I woke up before anybody else. Like a sleepwalker, I prepared my backpack before fully realizing what I was doing. I took a few sips of hot coffee and I went out in the cold air.

Past my neighborhood, with its smell of freshly-baked bread and its familiar streets that I can recreate in full detail

Past the railway station, which always smells of creosote and farewells and never-coming-backs

Past the forest, where I’ve lived my joys and drowned my sorrows and watched the sun go up and go down

Past the river, where so many have drowned trying to get somewhere or running away from somewhere

Past the mountains, with their dark valleys and shining peaks and secret caves and passages

Like the tiny forest spring flowing into the river that flows into the river that flows into the river

Eventually finding its way to the ocean

I keep on moving

Easy Like Sunday Morning

There is fog on the river. It travels downstream as if somehow connected to the water. Vapors are rising, exuding through the pores of the earth.

I’m walking along the riverbank as the sun is slowly rising behind me. From time to time I turn and watch the play of light through the trees and the fog. There’s nobody around.

The rays of sunlight are perfectly drawn in the darkness of this early October morning. Spiders are silently weaving their ethereal webs that will disappear by the end of the morning. Birds are singing from all corners of the forest.

I stand still and all this light, sound, and fog are passing by me and through me.

What if I stop running?

The endless struggling and competing. Trying to be a good pupil, a good friend, a good lover, a good parent.

Constantly pushing myself to the limit. Feeling that it’s never good enough.

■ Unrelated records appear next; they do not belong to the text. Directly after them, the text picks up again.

use rand::{Rng, SeedableRng};
use rand_distr::{Distribution, Normal};
use rand_pcg::Pcg64;
use tempfile::tempdir;
use virial_bins::weights::{FALLBACK_WEIGHT, MIN_WEIGHT};
use virial_bins::{AnalysisError, BinKey, BinStatistics, RunStore, WeightRecomputer, WeightTable};

/// Bins whose means drift with the key and whose spread grows with it, so
/// the recomputed weights have something to balance.
fn skewed_store(seed: u64) -> RunStore {
    let mut rng = Pcg64::seed_from_u64(seed);
    let mut bins = Vec::new();
    let mut steps = 0;
    for k in 0..6u32 {
        let c: u64 = rng.gen_range(50..200);
        let sc = match k {
            0 => 0,
            1 => 1,
            _ => rng.gen_range(2..=c),
        };
        let normal = Normal::new(k as f64, 0.2 + k as f64).unwrap();
        let samples: Vec<Vec<f64>> = (0..sc)
            .map(|_| vec![normal.sample(&mut rng), 0.5 * normal.sample(&mut rng)])
            .collect();
        bins.push((
            BinKey::from([k]),
            BinStatistics::from_samples(c, 2, false, samples.iter().map(|s| s.as_slice())).unwrap(),
        ));
        steps += c;
    }
    RunStore::with_bins(2, false, steps * 3, bins).unwrap()
}

#[test]
fn test_recompute_is_deterministic() {
    let store = skewed_store(1);
    let recomputer = WeightRecomputer::new(8.0).unwrap();
    let (w1, s1) = recomputer.recompute(&store, store.total_steps()).unwrap();
    let (w2, s2) = recomputer.recompute(&store, store.total_steps()).unwrap();
    assert_eq!(w1, w2);
    assert_eq!(s1, s2);
    for ((_, a), (_, b)) in w1.iter().zip(w2.iter()) {
        assert_eq!(a.to_bits(), b.to_bits());
    }
}

#[test]
fn test_every_bin_gets_a_positive_weight() {
    let store = skewed_store(2);
    let (weights, summary) = WeightRecomputer::new(4.0)
        .unwrap()
        .recompute(&store, store.total_steps())
        .unwrap();
    assert_eq!(weights.len(), store.len());
    for key in store.keys() {
        let w = weights.get(key).unwrap();
        assert!(w >= MIN_WEIGHT && w <= 1.0, "weight {w} for {key}");
    }
    // unmeasured and single-sample bins are always measured
    assert_eq!(weights.get(&BinKey::from([0])), Some(FALLBACK_WEIGHT));
    assert_eq!(weights.get(&BinKey::from([1])), Some(FALLBACK_WEIGHT));
    assert!(summary.e0 > 0.0);
    assert!(summary.k > 0.0);
    assert!(summary.t0_fraction > 0.0 && summary.t0_fraction < 1.0);
    assert!(summary.var0_fraction() >= 0.0 && summary.var0_fraction() <= 1.0);
}

#[test]
fn test_costlier_measurement_lowers_weights() {
    let store = skewed_store(3);
    let steps = store.total_steps();
    let (cheap, _) = WeightRecomputer::new(1.0).unwrap().recompute(&store, steps).unwrap();
    let (costly, _) = WeightRecomputer::new(100.0).unwrap().recompute(&store, steps).unwrap();
    for (key, w) in costly.iter() {
        assert!(w <= cheap.get(key).unwrap(), "weight rose for {key}");
    }
}

#[test]
fn test_noisier_bins_weigh_more() {
    let bin = |avg: f64, var: f64| BinStatistics::new(100, 50, vec![avg], vec![var]).unwrap();
    let store = RunStore::with_bins(
        1,
        false,
        10_000,
        vec![(BinKey::from([0]), bin(0.0, 0.01)), (BinKey::from([1]), bin(3.0, 4.0))],
    )
    .unwrap();
    let (weights, _) = WeightRecomputer::new(1e4).unwrap().recompute(&store, 10_000).unwrap();
    let quiet = weights.get(&BinKey::from([0])).unwrap();
    let noisy = weights.get(&BinKey::from([1])).unwrap();
    assert!(noisy > quiet);
}

#[test]
fn test_no_between_bin_variance_gives_uniform_weights() {
    let bin = BinStatistics::new(10, 10, vec![0.0], vec![0.0]).unwrap();
    let store = RunStore::with_bins(
        1,
        false,
        20,
        vec![(BinKey::from([0]), bin.clone()), (BinKey::from([1]), bin)],
    )
    .unwrap();
    let (weights, summary) = WeightRecomputer::new(2.0).unwrap().recompute(&store, 20).unwrap();
    assert!(weights.iter().all(|(_, w)| w == FALLBACK_WEIGHT));
    assert_eq!(summary.k, 0.0);
}

#[test]
fn test_invalid_inputs_rejected() {
    for t in [0.0, -1.0, f64::NAN, f64::INFINITY] {
        assert!(matches!(WeightRecomputer::new(t), Err(AnalysisError::Config(_))));
    }
    let store = skewed_store(4);
    let result = WeightRecomputer::new(1.0).unwrap().recompute(&store, 0);
    assert!(matches!(result, Err(AnalysisError::Sampling(_))));
}

#[test]
fn test_weight_file_round_trip() {
    let store = skewed_store(5);
    let (weights, _) = WeightRecomputer::new(3.0)
        .unwrap()
        .recompute(&store, store.total_steps())
        .unwrap();
    let dir = tempdir().unwrap();
    let path = dir.path().join("w.dat");
    weights.save(&path).unwrap();
    assert_eq!(WeightTable::load(&path).unwrap(), weights);
}
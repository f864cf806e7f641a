pub mod error;
pub mod bin_key;
pub mod bin_stats;
pub mod run_store;
pub mod aggregate;
pub mod weights;
pub mod report;
pub mod config;

pub use aggregate::{merge_all, Aggregator};
pub use bin_key::{BinKey, BinKeyError};
pub use bin_stats::{BinStatistics, InvalidBin, SampleAccumulator};
pub use config::AnalysisConfig;
pub use error::{AnalysisError, Result};
pub use report::{dump_bins, ObservableEstimate, Report, ResultReporter};
pub use run_store::{observables_for_points, RunStore};
pub use weights::{ReweightSummary, WeightRecomputer, WeightTable};
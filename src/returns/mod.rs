//! Return, income and yield primitives for a single investment
//!
//! Every function here is total: degenerate inputs (no cost basis, zero
//! holding period) produce 0 instead of an error. The only exception is
//! [`calculate_individual_roi`], which returns `None` for implausible
//! annualized returns so aggregates can leave them out.

mod accrual;
mod rates;
mod tax;
mod value;

pub use accrual::{
    calculate_dividends_interest_earned, calculate_yearly_capital_gains,
    calculate_yearly_dividend_interest,
};
pub use rates::{
    calculate_cagr, calculate_estimated_yearly_gain_loss, calculate_expected_yearly_yield,
    calculate_individual_roi, zero_coupon_ytm, YearlyEstimate,
};
pub use tax::apply_tax;
pub use value::{calculate_current_value, calculate_invested_value};

/// Shortest holding period, in years, used when annualizing
pub const MIN_ANNUALIZATION_YEARS: f64 = 0.1;

/// Holdings younger than this use a simple return instead of compounding
pub const SHORT_HOLDING_DAYS: i64 = 30;

/// Bound on simple (non-annualized) returns and bond yields, as a decimal
pub const SIMPLE_RETURN_CAP: f64 = 0.5;

/// CAGR is clamped to [-95%, 1000%]
pub const CAGR_FLOOR: f64 = -0.95;
pub const CAGR_CEILING: f64 = 10.0;

/// Nominal return assumed for deposit accounts without a rate
pub const CASH_BASELINE_RETURN: f64 = 0.0001;

/// Expected yield (percent) for types without a better estimate
pub const DEFAULT_EXPECTED_YIELD_PCT: f64 = 5.0;

/// Cap on expected yields derived from prices, in percent
pub const YIELD_CAP_PCT: f64 = 50.0;
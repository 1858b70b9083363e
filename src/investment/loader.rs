//! Load investment records from CSV or JSON exports

use super::{Investment, InvestmentType};
use crate::error::EngineError;
use chrono::NaiveDate;
use csv::Reader;
use std::fs::File;
use std::io::BufReader;
use std::path::Path;

/// Raw CSV row matching the portfolio export columns
#[derive(Debug, serde::Deserialize)]
struct CsvRow {
    #[serde(default)]
    name: String,
    #[serde(rename = "type")]
    investment_type: String,
    quantity: f64,
    purchase_price: f64,
    current_price: Option<f64>,
    purchase_date: String,
    maturity_date: Option<String>,
    interest_rate: Option<f64>,
    dividend_yield: Option<f64>,
    taxation: Option<f64>,
    #[serde(default)]
    currency: String,
}

fn parse_date(field: &'static str, value: &str) -> Result<NaiveDate, EngineError> {
    NaiveDate::parse_from_str(value.trim(), "%Y-%m-%d").map_err(|_| EngineError::InvalidDate {
        field,
        value: value.to_string(),
    })
}

impl CsvRow {
    fn to_investment(self) -> Result<Investment, EngineError> {
        let purchase_date = parse_date("purchase_date", &self.purchase_date)?;
        let maturity_date = match self.maturity_date.as_deref().map(str::trim) {
            Some(value) if !value.is_empty() => Some(parse_date("maturity_date", value)?),
            _ => None,
        };

        Ok(Investment {
            name: self.name,
            investment_type: InvestmentType::parse(self.investment_type.trim()),
            quantity: self.quantity,
            purchase_price: self.purchase_price,
            current_price: self.current_price,
            purchase_date,
            maturity_date,
            interest_rate: self.interest_rate,
            dividend_yield: self.dividend_yield,
            taxation: self.taxation,
            currency: self.currency,
        })
    }
}

/// Load all investments from a CSV file
pub fn load_investments<P: AsRef<Path>>(path: P) -> Result<Vec<Investment>, EngineError> {
    let file = File::open(path)?;
    load_investments_from_reader(file)
}

/// Load investments from any CSV reader (e.g., string buffer, network stream)
pub fn load_investments_from_reader<R: std::io::Read>(reader: R) -> Result<Vec<Investment>, EngineError> {
    let mut csv_reader = Reader::from_reader(reader);
    let mut investments = Vec::new();

    for result in csv_reader.deserialize() {
        let row: CsvRow = result?;
        let investment = row.to_investment()?;
        investment.validate()?;
        investments.push(investment);
    }

    log::debug!("Loaded {} investments from CSV", investments.len());
    Ok(investments)
}

/// Load investments from a JSON file holding an array of records
pub fn load_investments_json<P: AsRef<Path>>(path: P) -> Result<Vec<Investment>, EngineError> {
    let file = File::open(path)?;
    load_investments_json_from_reader(BufReader::new(file))
}

/// Load investments from any reader producing a JSON array
pub fn load_investments_json_from_reader<R: std::io::Read>(reader: R) -> Result<Vec<Investment>, EngineError> {
    let investments: Vec<Investment> = serde_json::from_reader(reader)?;
    for investment in &investments {
        investment.validate()?;
    }

    log::debug!("Loaded {} investments from JSON", investments.len());
    Ok(investments)
}

/// Load investments from a file, choosing JSON for `.json` files and CSV otherwise
pub fn load_investments_from_path<P: AsRef<Path>>(path: P) -> Result<Vec<Investment>, EngineError> {
    let path = path.as_ref();
    let is_json = path
        .extension()
        .and_then(|ext| ext.to_str())
        .is_some_and(|ext| ext.eq_ignore_ascii_case("json"));

    if is_json {
        load_investments_json(path)
    } else {
        load_investments(path)
    }
}

#[cfg(test)]
mod tests {
    use super::*;

    const CSV: &str = "\
name,type,quantity,purchase_price,current_price,purchase_date,maturity_date,interest_rate,dividend_yield,taxation,currency
ACME,stock,10,100,150,2022-06-01,,,2,26,EUR
Treasury,bond,1,1000,,2023-01-15,2028-01-15,5,,,USD
Coin,crypto,0.5,20000,30000,2024-03-01,,,,,USD
";

    #[test]
    fn test_load_investments_csv() {
        let investments = load_investments_from_reader(CSV.as_bytes()).expect("Failed to load investments");
        assert_eq!(investments.len(), 3);

        let stock = &investments[0];
        assert_eq!(stock.investment_type, InvestmentType::Stock);
        assert_eq!(stock.current_price, Some(150.0));
        assert_eq!(stock.dividend_yield, Some(2.0));
        assert_eq!(stock.taxation, Some(26.0));
        assert_eq!(stock.maturity_date, None);

        let bond = &investments[1];
        assert_eq!(bond.current_price, None);
        assert_eq!(bond.interest_rate, Some(5.0));
        assert_eq!(bond.maturity_date, NaiveDate::from_ymd_opt(2028, 1, 15));

        assert_eq!(investments[2].investment_type, InvestmentType::Cryptocurrency);
    }

    #[test]
    fn test_bad_date_rejected() {
        let csv = "\
name,type,quantity,purchase_price,current_price,purchase_date,maturity_date,interest_rate,dividend_yield,taxation,currency
ACME,stock,10,100,150,01/06/2022,,,,,EUR
";
        let err = load_investments_from_reader(csv.as_bytes()).unwrap_err();
        assert!(matches!(err, EngineError::InvalidDate { field: "purchase_date", .. }));
    }

    #[test]
    fn test_load_investments_json() {
        let json = r#"[
            {"name": "Fund", "type": "mutualFund", "quantity": 3, "purchase_price": 50.0,
             "purchase_date": "2021-09-30", "taxation": 15},
            {"name": "Gold", "type": "commodity", "quantity": 2, "purchase_price": 1800.0,
             "current_price": 2300.0, "purchase_date": "2020-02-01", "currency": "USD"}
        ]"#;
        let investments = load_investments_json_from_reader(json.as_bytes()).unwrap();
        assert_eq!(investments.len(), 2);
        assert_eq!(investments[0].investment_type, InvestmentType::MutualFund);
        assert_eq!(investments[0].current_price, None);
        assert_eq!(investments[1].currency, "USD");
    }

    #[test]
    fn test_invalid_taxation_rejected() {
        let json = r#"[{"type": "stock", "quantity": 1, "purchase_price": 10,
                        "purchase_date": "2024-01-01", "taxation": 150}]"#;
        let err = load_investments_json_from_reader(json.as_bytes()).unwrap_err();
        assert!(matches!(err, EngineError::InvalidInvestment { .. }));
    }
}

Always running towards something, which means always running away from something.

What if I stop spinning the wheel?

The forest at sunrise (October 2021)

Sometimes I am just so tired, as if I were carrying the weight of the world. Sometimes I’m just not in the mood of always motivating myself, always rationalizing the need to keep on running.

To stop running does not mean to stop wanting things, to be passive or resigned.

It simply means to stop trying so hard that it’s actually taking away life instead of enhancing life.

Remember one of those moments when you couldn’t succeed in something because you were too aware, too focused, and too invested in it? Well, I can tell you I remember lots of them. Once I let go of the striving, I usually found it miraculously easy to do it right.

As if an invisible obstacle had been silently removed.

The point is not to disengage in order to trick your mind into performing better. Doing this means you’re still running.

The point is to take a break and allow yourself to be ok with succeeding and also ok with non-succeeding. To accept both of them. Acceptance, not resignation.

All the struggling and aggravation around our non-succeeding makes us miserable while adding very little to our life, to what actually counts.

With that being said, I put on my sneakers and go out for my morning run.

Closed doors

There are visible doors that remain closed forever. And there are invisible doors that become visible only when they close.

Once upon a time, a man from the countryside wanted to get access to law (or justice). The access was through a guarded door. Every time he was trying to get in, the doorkeeper was telling him he cannot let him in just yet. Months passed, then years, but the door remained closed.

The man started bribing the doorkeeper and he spent everything he had just to be able to return to the gate with an ever higher bribe. The man got old. Just before dying, he asked the doorkeeper why he never saw anybody else trying to enter through that door, since all people seem to be seeking the law. The doorkeeper replied:

“No one else could ever be admitted here, since this gate was made only for you. I am now going to shut it.”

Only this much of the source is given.